● **WORK TO BE COMPLETED**
Exactly how many lines in this data contain the word "state"? Only the number should be given.

● **Dataset entries**
_ _ _ _ _

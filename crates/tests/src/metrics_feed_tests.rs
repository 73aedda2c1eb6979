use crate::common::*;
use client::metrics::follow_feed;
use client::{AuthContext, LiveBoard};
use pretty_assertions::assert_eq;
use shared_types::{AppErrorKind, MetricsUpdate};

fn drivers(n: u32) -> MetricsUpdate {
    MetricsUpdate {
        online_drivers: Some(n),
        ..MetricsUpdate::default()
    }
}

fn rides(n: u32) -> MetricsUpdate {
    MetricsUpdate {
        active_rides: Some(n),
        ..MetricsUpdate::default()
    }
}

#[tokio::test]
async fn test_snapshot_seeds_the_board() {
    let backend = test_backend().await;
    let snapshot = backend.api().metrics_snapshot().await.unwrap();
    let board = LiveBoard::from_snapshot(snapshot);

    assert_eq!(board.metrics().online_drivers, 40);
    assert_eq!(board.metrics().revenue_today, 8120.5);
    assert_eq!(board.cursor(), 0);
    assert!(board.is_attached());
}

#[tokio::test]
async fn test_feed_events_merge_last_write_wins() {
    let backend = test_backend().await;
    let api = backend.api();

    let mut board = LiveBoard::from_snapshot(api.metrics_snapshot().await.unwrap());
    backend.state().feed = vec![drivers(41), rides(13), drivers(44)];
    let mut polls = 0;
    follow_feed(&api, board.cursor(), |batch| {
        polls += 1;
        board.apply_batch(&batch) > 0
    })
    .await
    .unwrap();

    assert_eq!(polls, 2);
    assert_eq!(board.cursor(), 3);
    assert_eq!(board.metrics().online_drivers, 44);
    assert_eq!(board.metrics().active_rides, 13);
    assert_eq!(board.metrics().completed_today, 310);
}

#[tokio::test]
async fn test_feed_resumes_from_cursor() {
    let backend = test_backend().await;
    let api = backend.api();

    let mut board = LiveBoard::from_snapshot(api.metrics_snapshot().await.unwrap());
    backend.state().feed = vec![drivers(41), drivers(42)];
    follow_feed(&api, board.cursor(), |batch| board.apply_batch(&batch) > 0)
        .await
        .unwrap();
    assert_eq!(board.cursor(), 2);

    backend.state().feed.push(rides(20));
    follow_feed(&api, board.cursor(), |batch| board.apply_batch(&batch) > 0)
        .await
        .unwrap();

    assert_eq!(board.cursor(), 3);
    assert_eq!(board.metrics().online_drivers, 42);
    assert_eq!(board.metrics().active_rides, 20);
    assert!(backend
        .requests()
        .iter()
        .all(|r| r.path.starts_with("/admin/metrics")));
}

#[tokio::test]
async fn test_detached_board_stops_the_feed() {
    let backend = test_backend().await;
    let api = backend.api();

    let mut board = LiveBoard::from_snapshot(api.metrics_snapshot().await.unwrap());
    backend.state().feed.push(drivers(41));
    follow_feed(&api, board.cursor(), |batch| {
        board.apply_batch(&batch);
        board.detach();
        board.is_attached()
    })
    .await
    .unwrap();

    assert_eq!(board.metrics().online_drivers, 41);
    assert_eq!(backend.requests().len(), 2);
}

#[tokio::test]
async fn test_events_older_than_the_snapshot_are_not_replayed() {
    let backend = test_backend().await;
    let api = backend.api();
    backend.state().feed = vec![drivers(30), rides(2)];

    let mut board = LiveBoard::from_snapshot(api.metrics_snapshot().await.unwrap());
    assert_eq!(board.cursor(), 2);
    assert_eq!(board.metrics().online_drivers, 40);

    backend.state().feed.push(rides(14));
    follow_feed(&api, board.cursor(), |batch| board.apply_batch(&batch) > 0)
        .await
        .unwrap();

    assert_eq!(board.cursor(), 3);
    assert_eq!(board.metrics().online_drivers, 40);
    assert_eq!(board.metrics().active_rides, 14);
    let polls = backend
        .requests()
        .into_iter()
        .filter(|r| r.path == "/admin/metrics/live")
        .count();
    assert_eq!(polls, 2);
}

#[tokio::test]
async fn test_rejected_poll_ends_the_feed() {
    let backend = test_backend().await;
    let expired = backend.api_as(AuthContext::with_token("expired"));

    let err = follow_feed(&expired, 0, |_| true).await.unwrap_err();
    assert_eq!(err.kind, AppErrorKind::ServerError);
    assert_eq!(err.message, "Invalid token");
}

_ _ _ _ _

● **SOLUTION TO THIS TASK**
6